## TO DO:
Reproduce, character for character, the entries from their opening line through the line with "tracing_subscriber::registry()".

## Stored data entries:
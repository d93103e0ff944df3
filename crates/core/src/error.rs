//! Error types for Pokerroom Core

use thiserror::Error;

use crate::models::RoomId;

/// Structural failures. Precondition mismatches are not errors; they
/// surface as [`crate::Outcome::Rejected`].
#[derive(Error, Debug, Clone, PartialEq, Eq)]
pub enum Error {
    #[error("Room not found: {0}")]
    RoomNotFound(RoomId),

    #[error("Room already exists: {0}")]
    AlreadyExists(RoomId),

    #[error("Invalid room id: {0:?}")]
    InvalidRoomId(String),
}

pub type Result<T> = std::result::Result<T, Error>;
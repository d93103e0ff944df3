//! Pokerroom - planning-poker room server
//!
//! Usage: `pokerroom [CONFIG_PATH]`

use std::path::PathBuf;

use pokerroom_net::Server;
use tracing_subscriber::{layer::SubscriberExt, util::SubscriberInitExt, EnvFilter};

mod config;
mod error;

use config::AppConfig;
use error::Result;

fn main() {
    let config_path = std::env::args_os().nth(1).map(PathBuf::from);

    let config = match AppConfig::load(config_path.as_deref()) {
        Ok(config) => config,
        Err(e) => {
            eprintln!("pokerroom: {}", e);
            std::process::exit(1);
        }
    };

    // Initialize logging
    let filter = EnvFilter::try_from_default_env()
        .unwrap_or_else(|_| EnvFilter::new(&config.log_filter));
    tracing_subscriber::registry()
        .with(tracing_subscriber::fmt::layer())
        .with(filter)
        .init();

    tracing::info!("Starting pokerroom");

    let runtime = match tokio::runtime::Runtime::new() {
        Ok(runtime) => runtime,
        Err(e) => {
            tracing::error!("Failed to create tokio runtime: {}", e);
            std::process::exit(1);
        }
    };

    if let Err(e) = runtime.block_on(run(config)) {
        tracing::error!("Server failed: {}", e);
        std::process::exit(1);
    }
}

async fn run(config: AppConfig) -> Result<()> {
    let server = Server::start(config.server_config()).await?;
    tracing::info!(addr = %server.addr(), "Listening");

    tokio::signal::ctrl_c().await?;
    tracing::info!(rooms = server.registry().len(), "Interrupt received");
    server.shutdown();

    // Give connection tasks a moment to flush the shutdown notice
    tokio::time::sleep(std::time::Duration::from_millis(200)).await;
    Ok(())
}
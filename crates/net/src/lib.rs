//! Pokerroom Network Library
//!
//! Transport for planning-poker rooms over TCP.
//!
//! # Architecture
//!
//! - **Server**: accepts connections, routes actions to the room registry
//!   and pushes full room snapshots to every connection in the room
//! - **Client**: connects to a server and sends room actions
//! - **Protocol**: Length-prefixed JSON messages
//!
//! # Usage
//!
//! ```ignore
//! let server = Server::start(ServerConfig::default()).await?;
//!
//! let mut client = Client::connect(server.addr()).await?;
//! client.join(room_id, participant, Some(config)).await?;
//!
//! while let Some(msg) = client.next_event().await {
//!     match msg {
//!         ServerMessage::RoomState { room, tally } => { /* render */ }
//!         _ => {}
//!     }
//! }
//! ```

pub mod client;
pub mod error;
mod frame;
pub mod protocol;
pub mod server;

pub use client::Client;
pub use error::{Error, Result};
pub use protocol::{ClientMessage, ServerMessage, ROOM_NOT_FOUND};
pub use server::{Broadcaster, Server, ServerConfig, DEFAULT_MAX_CONNECTIONS};

/// Default port for pokerroom servers
pub const DEFAULT_PORT: u16 = 3001;
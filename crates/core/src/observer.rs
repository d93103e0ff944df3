//! Notification seam between the registry and the broadcast layer

use crate::models::{Room, RoomId};

/// Receives every applied room change.
///
/// Called while the room's lock is held, so implementations must not block
/// and must not call back into the registry.
pub trait RoomObserver: Send + Sync {
    /// Full snapshot after an applied transition
    fn room_changed(&self, room: &Room);

    /// The last participant left and the room is gone. Called once per
    /// removed room, before any successor with the same id can exist.
    fn room_destroyed(&self, _room_id: &RoomId) {}
}
//! Network error types

use std::io;

/// Network result type
pub type Result<T> = std::result::Result<T, Error>;

/// Network errors
#[derive(Debug, thiserror::Error)]
pub enum Error {
    #[error("IO error: {0}")]
    Io(#[from] io::Error),

    #[error("Connection closed")]
    ConnectionClosed,

    #[error("Protocol error: {0}")]
    Protocol(String),

    /// Well-framed payload that is not a valid message; the stream is
    /// still in sync
    #[error("Invalid message: {0}")]
    InvalidMessage(String),

    #[error("Not connected")]
    NotConnected,

    #[error("Server full")]
    ServerFull,

    #[error(transparent)]
    Core(#[from] pokerroom_core::Error),
}
//! Developer guardrails and invariants
//!
//! Debug assertions for detecting impossible room states during
//! development. These checks are compiled out in release builds.

use std::collections::HashSet;

use crate::models::{Phase, Room};

/// Validate that a live Room's state is internally consistent
pub fn assert_room_invariants(room: &Room) {
    // Index is either unset or points into the history
    debug_assert!(
        room.current_round_index.map_or(true, |i| i < room.rounds.len()),
        "Room {} has round index {:?} but {} rounds",
        room.id,
        room.current_round_index,
        room.rounds.len()
    );

    // One round per started subject, in backlog order
    debug_assert!(
        room.rounds.len() <= room.subjects.len(),
        "Room {} has {} rounds for {} subjects",
        room.id,
        room.rounds.len(),
        room.subjects.len()
    );
    debug_assert!(
        room.rounds
            .iter()
            .zip(&room.subjects)
            .all(|(round, subject)| round.subject == *subject),
        "Room {} has a round whose subject does not match the backlog",
        room.id
    );

    // Setup never carries history
    debug_assert!(
        room.phase != Phase::Setup || (room.rounds.is_empty() && room.current_round_index.is_none()),
        "Room {} is in setup but has round history",
        room.id
    );

    // Voting always has an active round
    debug_assert!(
        room.phase == Phase::Setup || room.current_round_index.is_some(),
        "Room {} is in {} without an active round",
        room.id,
        room.phase
    );

    // A live room is never empty
    debug_assert!(
        !room.participants.is_empty(),
        "Room {} is live with no participants",
        room.id
    );

    let mut seen = HashSet::new();
    debug_assert!(
        room.participants.iter().all(|p| seen.insert(&p.id)),
        "Room {} has duplicate participant ids",
        room.id
    );
}
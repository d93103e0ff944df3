//! Round lifecycle: vote collection and reveal on the active round

use crate::models::{ParticipantId, Phase, Room, RoundStatus, VoteValue};
use crate::outcome::Rejection;
use crate::session::Transition;

impl Room {
    /// Record (or replace) a vote on the active round.
    ///
    /// With auto-reveal on, the round is revealed in the same call once
    /// every active participant has a vote recorded.
    pub fn cast_vote(&mut self, participant_id: &ParticipantId, value: VoteValue) -> Transition {
        if self.phase != Phase::Voting {
            return Err(Rejection::WrongPhase {
                expected: Phase::Voting,
                actual: self.phase,
            });
        }

        let voter = self
            .participant(participant_id)
            .ok_or(Rejection::UnknownParticipant)?;
        if !voter.is_active() {
            return Err(Rejection::ObserverCannotVote);
        }

        let round = self.current_round().ok_or(Rejection::NoActiveRound)?;
        if round.status != RoundStatus::Voting {
            return Err(Rejection::RoundRevealed);
        }

        let all_voted = self.config.auto_reveal && {
            let votes = &round.votes;
            self.active_participants()
                .all(|p| p.id == *participant_id || votes.contains(&p.id))
        };

        let round = self.current_round_mut().ok_or(Rejection::NoActiveRound)?;
        round.votes.insert(participant_id.clone(), value);
        if all_voted {
            round.status = RoundStatus::Revealed;
        }
        Ok(())
    }

    /// Reveal the active round whether or not everyone has voted
    pub fn reveal_votes(&mut self) -> Transition {
        if self.phase != Phase::Voting {
            return Err(Rejection::WrongPhase {
                expected: Phase::Voting,
                actual: self.phase,
            });
        }

        let round = self.current_round_mut().ok_or(Rejection::NoActiveRound)?;
        if round.status == RoundStatus::Revealed {
            return Err(Rejection::RoundRevealed);
        }
        round.status = RoundStatus::Revealed;
        Ok(())
    }

    /// Re-check auto-reveal after the participant set changed.
    ///
    /// A leaving or demoted holdout can leave every remaining active
    /// participant voted.
    pub(crate) fn settle_auto_reveal(&mut self) {
        if !self.config.auto_reveal || self.phase != Phase::Voting {
            return;
        }
        let all_voted = match self.current_round() {
            Some(round) if round.status == RoundStatus::Voting && !round.votes.is_empty() => self
                .active_participants()
                .all(|p| round.votes.contains(&p.id)),
            _ => false,
        };
        if all_voted {
            if let Some(round) = self.current_round_mut() {
                round.status = RoundStatus::Revealed;
            }
        }
    }
}
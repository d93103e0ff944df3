//! Length-prefixed frame encoding/decoding
//!
//! Wire format: [4-byte big-endian length][JSON payload]
//! Maximum frame size: 1MB (sanity limit)

use serde::de::DeserializeOwned;
use serde::Serialize;
use tokio::io::{AsyncRead, AsyncReadExt, AsyncWrite, AsyncWriteExt};

use crate::error::{Error, Result};

/// Maximum allowed frame size (1MB)
pub const MAX_FRAME_SIZE: u32 = 1024 * 1024;

fn map_eof(e: std::io::Error) -> Error {
    if e.kind() == std::io::ErrorKind::UnexpectedEof {
        Error::ConnectionClosed
    } else {
        Error::Io(e)
    }
}

/// Read a length-prefixed frame from a stream
pub async fn read_frame<R, T>(reader: &mut R) -> Result<T>
where
    R: AsyncRead + Unpin,
    T: DeserializeOwned,
{
    // Read 4-byte length prefix
    let mut len_buf = [0u8; 4];
    reader.read_exact(&mut len_buf).await.map_err(map_eof)?;

    let len = u32::from_be_bytes(len_buf);

    // Sanity check
    if len == 0 {
        return Err(Error::Protocol("Empty frame".into()));
    }
    if len > MAX_FRAME_SIZE {
        return Err(Error::Protocol(format!(
            "Frame too large: {} bytes (max {})",
            len, MAX_FRAME_SIZE
        )));
    }

    // Read payload
    let mut payload = vec![0u8; len as usize];
    reader.read_exact(&mut payload).await.map_err(map_eof)?;

    serde_json::from_slice(&payload).map_err(|e| Error::InvalidMessage(e.to_string()))
}

/// Write a length-prefixed frame to a stream
pub async fn write_frame<W, T>(writer: &mut W, msg: &T) -> Result<()>
where
    W: AsyncWrite + Unpin,
    T: Serialize,
{
    let payload = serde_json::to_vec(msg)
        .map_err(|e| Error::Protocol(format!("Serialization failed: {}", e)))?;

    let len = u32::try_from(payload.len())
        .ok()
        .filter(|len| *len <= MAX_FRAME_SIZE)
        .ok_or_else(|| {
            Error::Protocol(format!(
                "Message too large: {} bytes (max {})",
                payload.len(),
                MAX_FRAME_SIZE
            ))
        })?;

    writer.write_all(&len.to_be_bytes()).await?;
    writer.write_all(&payload).await?;

    // Flush to ensure delivery
    writer.flush().await?;

    Ok(())
}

## EXERCISE RESULT:
repository d93103e0ff944df3
filename crates/core/src/error.rs
//! Error types for Pokerroom Core

use thiserror::Error;

use crate::models::RoomId;

/// Structural failures. Precondition mismatches are not errors; they
/// surface as [`crate::Outcome::Rejected`].
#[derive(Error, Debug, Clone, PartialEq, Eq)]
pub enum Error {
    #[error("Room not found: {0}")]
    RoomNotFound(RoomId),

    #[error("Room already exists: {0}")]
    AlreadyExists(RoomId),

    #[error("Invalid room id: {0:?}")]
    InvalidRoomId(String),
}

pub type Result<T> = std::result::Result<T, Error>;
repository d93103e0ff944df3
//! Pokerroom - planning-poker room server
//!
//! Usage: `pokerroom [CONFIG_PATH]`

use std::path::PathBuf;

use pokerroom_net::Server;
use tracing_subscriber::{layer::SubscriberExt, util::SubscriberInitExt, EnvFilter};

mod config;
mod error;

use config::AppConfig;
use error::Result;

fn main() {
    let config_path = std::env::args_os().nth(1).map(PathBuf::from);

    let config = match AppConfig::load(config_path.as_deref()) {
        Ok(config) => config,
        Err(e) => {
            eprintln!("pokerroom: {}", e);
            std::process::exit(1);
        }
    };

    // Initialize logging
    let filter = EnvFilter::try_from_default_env()
        .unwrap_or_else(|_| EnvFilter::new(&config.log_filter));
    tracing_subscriber::registry()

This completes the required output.